▶ _TASK DETAILS_
Count how many lines below include the word "MockGraphSession". Answer with a number only.

Records from a data source

//! In-memory [`GraphStore`] for tests.

use std::sync::Arc;
use std::sync::atomic::{AtomicBool, AtomicUsize, Ordering};

use parking_lot::RwLock;
use serde_json::{Map, Value, json};

use super::error::GraphError;
use super::node::{CategoryMatch, GraphNode};
use super::store::{GraphSession, GraphStore};

struct StoredNode {
    node: GraphNode,
    embedding: Option<Vec<f32>>,
}

struct MockInner {
    nodes: RwLock<Vec<StoredNode>>,
    /// Edges as `(from_ref, relationship_type, to_ref)` over business ids.
    edges: RwLock<Vec<(String, String, String)>>,
    sessions_opened: AtomicUsize,
    fail_next_similar: AtomicBool,
    fail_category: AtomicBool,
}

/// Deterministic in-memory store. Similarity is computed locally with true
/// cosine, so tests control exact scores through the stored vectors.
#[derive(Clone)]
pub struct MockGraphStore {
    inner: Arc<MockInner>,
}

impl Default for MockGraphStore {
    fn default() -> Self {
        Self::new()
    }
}

impl MockGraphStore {
    pub fn new() -> Self {
        Self {
            inner: Arc::new(MockInner {
                nodes: RwLock::new(Vec::new()),
                edges: RwLock::new(Vec::new()),
                sessions_opened: AtomicUsize::new(0),
                fail_next_similar: AtomicBool::new(false),
                fail_category: AtomicBool::new(false),
            }),
        }
    }

    /// Adds a `Requirement` node with the given id, category and programs.
    pub fn add_requirement(
        &self,
        id: &str,
        category: &str,
        programs: &[&str],
        embedding: Option<Vec<f32>>,
    ) {
        let mut properties = Map::new();
        properties.insert("id".to_string(), json!(id));
        properties.insert("name".to_string(), json!(id));
        properties.insert("category".to_string(), json!(category));
        properties.insert("programs".to_string(), json!(programs));

        self.inner.nodes.write().push(StoredNode {
            node: GraphNode::new(None, vec!["Requirement".to_string()], properties),
            embedding,
        });
    }

    /// Adds an arbitrary labeled node.
    pub fn add_node(&self, id: &str, label: &str, properties: Map<String, Value>) {
        let mut props = properties;
        props.entry("id".to_string()).or_insert(json!(id));
        self.inner.nodes.write().push(StoredNode {
            node: GraphNode::new(None, vec![label.to_string()], props),
            embedding: None,
        });
    }

    /// Adds an arbitrary labeled node carrying a stored embedding.
    pub fn add_embedded_node(&self, id: &str, label: &str, embedding: Vec<f32>) {
        let mut props = Map::new();
        props.insert("id".to_string(), json!(id));
        self.inner.nodes.write().push(StoredNode {
            node: GraphNode::new(None, vec![label.to_string()], props),
            embedding: Some(embedding),
        });
    }

    /// Adds an undirected edge between two nodes by business id.
    pub fn add_edge(&self, from: &str, relationship: &str, to: &str) {
        self.inner
            .edges
            .write()
            .push((from.to_string(), relationship.to_string(), to.to_string()));
    }

    /// Makes the next `query_similar` call fail with a query error.
    pub fn fail_next_similar(&self) {
        self.inner.fail_next_similar.store(true, Ordering::SeqCst);
    }

    /// Makes every `query_by_category` call fail with a query error.
    pub fn fail_category(&self) {
        self.inner.fail_category.store(true, Ordering::SeqCst);
    }

    /// Number of sessions handed out so far.
    pub fn sessions_opened(&self) -> usize {
        self.inner.sessions_opened.load(Ordering::SeqCst)
    }
}

impl GraphStore for MockGraphStore {
    type Session = MockGraphSession;

    async fn session(&self) -> Result<MockGraphSession, GraphError> {
        self.inner.sessions_opened.fetch_add(1, Ordering::SeqCst);
        Ok(MockGraphSession {
            inner: Arc::clone(&self.inner),
        })
    }
}

pub struct MockGraphSession {
    inner: Arc<MockInner>,
}

fn cosine(a: &[f32], b: &[f32]) -> f32 {
    if a.len() != b.len() || a.is_empty() {
        return 0.0;
    }
    let dot: f32 = a.iter().zip(b).map(|(x, y)| x * y).sum();
    let norm_a: f32 = a.iter().map(|x| x * x).sum::<f32>().sqrt();
    let norm_b: f32 = b.iter().map(|x| x * x).sum::<f32>().sqrt();
    if norm_a == 0.0 || norm_b == 0.0 {
        return 0.0;
    }
    dot / (norm_a * norm_b)
}

fn node_programs(node: &GraphNode) -> Vec<String> {
    node.properties
        .get("programs")
        .and_then(Value::as_array)
        .map(|a| {
            a.iter()
                .filter_map(Value::as_str)
                .map(str::to_string)
                .collect()
        })
        .unwrap_or_default()
}

impl GraphSession for MockGraphSession {
    async fn query_by_category(
        &self,
        categories: &[String],
        program: Option<&str>,
    ) -> Result<Vec<CategoryMatch>, GraphError> {
        if self.inner.fail_category.load(Ordering::SeqCst) {
            return Err(GraphError::QueryFailed {
                context: "category path",
                message: "injected failure".to_string(),
            });
        }

        let nodes = self.inner.nodes.read();
        let mut matches = Vec::new();
        for stored in nodes.iter() {
            if !stored.node.has_label("Requirement") {
                continue;
            }
            let category = stored.node.text_property("category").unwrap_or_default();
            if !categories.iter().any(|c| c == category) {
                continue;
            }

            let programs = node_programs(&stored.node);
            if let Some(program) = program {
                let wanted = program.to_lowercase();
                let hit = programs.iter().any(|p| {
                    let p = p.to_lowercase();
                    p.contains(&wanted) || wanted.contains(&p)
                });
                if !hit {
                    continue;
                }
            }

            matches.push(CategoryMatch {
                node: stored.node.clone(),
                programs,
            });
        }
        Ok(matches)
    }

    async fn query_similar(
        &self,
        embedding: &[f32],
        threshold: f32,
        top_k: usize,
    ) -> Result<Vec<GraphNode>, GraphError> {
        if self.inner.fail_next_similar.swap(false, Ordering::SeqCst) {
            return Err(GraphError::QueryFailed {
                context: "semantic path",
                message: "injected failure".to_string(),
            });
        }

        let nodes = self.inner.nodes.read();
        let mut scored: Vec<(f32, GraphNode)> = nodes
            .iter()
            .filter_map(|stored| {
                let vector = stored.embedding.as_ref()?;
                let similarity = cosine(embedding, vector);
                (similarity >= threshold).then(|| (similarity, stored.node.clone()))
            })
            .collect();

        scored.sort_by(|a, b| b.0.partial_cmp(&a.0).unwrap_or(std::cmp::Ordering::Equal));
        scored.truncate(top_k);

        // Like the bolt query, only requirement nodes come back: the similar
        // node itself when it is one, plus any requirement it links to.
        let edges = self.inner.edges.read();
        let mut results: Vec<GraphNode> = Vec::new();
        let mut seen: Vec<String> = Vec::new();
        let mut keep = |node: GraphNode| {
            let key = node.business_id().unwrap_or_default().to_string();
            if !seen.contains(&key) {
                seen.push(key);
                results.push(node);
            }
        };

        for (_, node) in &scored {
            if node.has_label("Requirement") {
                keep(node.clone());
            }
            let Some(id) = node.business_id() else {
                continue;
            };
            for (from, _, to) in edges.iter() {
                let other = if from == id {
                    to
                } else if to == id {
                    from
                } else {
                    continue;
                };
                let linked = nodes
                    .iter()
                    .find(|stored| stored.node.business_id() == Some(other.as_str()))
                    .filter(|stored| stored.node.has_label("Requirement"));
                if let Some(stored) = linked {
                    keep(stored.node.clone());
                }
            }
        }

        Ok(results)
    }

    async fn traverse_neighbors(
        &self,
        node_ref: &str,
        _max_hops: u32,
    ) -> Result<Vec<(String, GraphNode)>, GraphError> {
        let edges = self.inner.edges.read();
        let nodes = self.inner.nodes.read();

        let lookup = |id: &str| {
            nodes
                .iter()
                .find(|stored| stored.node.business_id() == Some(id))
                .map(|stored| stored.node.clone())
        };

        let mut neighbors = Vec::new();
        for (from, relationship, to) in edges.iter() {
            let other = if from == node_ref {
                to
            } else if to == node_ref {
                from
            } else {
                continue;
            };
            if let Some(node) = lookup(other) {
                neighbors.push((relationship.clone(), node));
            }
        }
        Ok(neighbors)
    }
}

▶ _COMPLETED EXERCISE_
5